No! This is NOT an April Fool joke!

As readers know, I have often blogged about the importance of having breakfast to better manage your weight.

Now, a study in mice, suggests that it is not just important to have breakfast but to also make sure that it is high in fat if you really want to get your metabolism going.

This, at least, was the finding in a study by Molly Bray and colleagues from the University of Alabama at Birmingham, Alabama, just released online in the International Journal of Obesity.

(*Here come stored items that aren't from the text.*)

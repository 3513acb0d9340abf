use std::sync::Arc;

use crate::{Ray, SurfaceInteraction};
use crate::geometry::bounds::Bounds3f;
use crate::material::Material;
use crate::shapes::Shape;
use crate::light::{AreaLight, Light};
use crate::spectrum::Spectrum;
use crate::light::diffuse::DiffuseAreaLight;

pub trait Primitive: Sync {
    fn world_bound(&self) -> Bounds3f;

    fn intersect(&self, ray: &mut Ray) -> Option<SurfaceInteraction>;

    fn intersect_test(&self, ray: &Ray) -> bool;

    fn material(&self) -> Option<&dyn Material>;

    fn area_light(&self) -> Option<&dyn AreaLight>;
    
    fn light_arc_cloned(&self) -> Option<Arc<dyn Light>>;
}

pub struct GeometricPrimitive<S: Shape> {
    pub shape: Arc<S>,
    pub material: Option<Arc<dyn Material>>,
    pub light: Option<Arc<DiffuseAreaLight<S>>>,
}

impl<S: Shape> GeometricPrimitive<S> {
    pub fn set_emitter(&mut self, emit: Spectrum, n_samples: usize) {
        // FIXME: transform
        let light = DiffuseAreaLight::new(
            emit,
            self.shape.clone(),
            n_samples,
        );
        self.light = Some(Arc::new(light))
    }
}

impl<S: 'static +  Shape> Primitive for GeometricPrimitive<S> {
    fn world_bound(&self) -> Bounds3f {
        self.shape.world_bound()
    }

    fn intersect(&self, ray: &mut Ray) -> Option<SurfaceInteraction> {
        let (t_hit, mut intersect) = self.shape.intersect(ray)?;

        ray.t_max = t_hit;
        intersect.primitive = Some(self); // TODO: this is terrible
        Some(intersect)
    }

    fn intersect_test(&self, ray: &Ray) -> bool {
        self.shape.intersect_test(ray)
    }

    fn material(&self) -> Option<&dyn Material> {
        self.material.as_ref().map(|m| m.as_ref()) // ugly?
    }

    fn area_light(&self) -> Option<&dyn AreaLight> {
        self.light.as_deref().map(|l| l as &dyn AreaLight)
    }

    fn light_arc_cloned(&self) -> Option<Arc<dyn Light>> {
        self.light.as_ref().map(|l| l.clone() as Arc<dyn Light>)
    }
}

The study shows that when mice were fed a high-fat meal at the beginning of their active period (breakfast), they were better able to deal with variations in diet composition during the rest of their wake phase than when they were given a high-carbohydrate meal at the beginning of their activity cycle.

Conversely, when they were given the high-fat meal at the end of their active phase (dinner), they gained weight and developed glucose intolerance, hyperinsulinemia, hypertriglyceridemia, and other features of the metabolic syndrome.

Importantly, these changes were independent of daily total or fat-derived calories.

This study adds to the growing evidence that biological rhythms profoundly influence energy homeostasis and that the time at which certain foods are eaten may be as important as the composition of those foods.

Translated to humans, this would mean that it may be better to start the day with a heavy “English breakfast” consisting of fried bacon, eggs, sausage and other high-fat fare, than with the increasingly common “continental” breakfast of bread, cereals, low-fat milk, fruit juice and other “healthy stuff”.

Certainly a most interesting study that would certainly warrant testing in humans.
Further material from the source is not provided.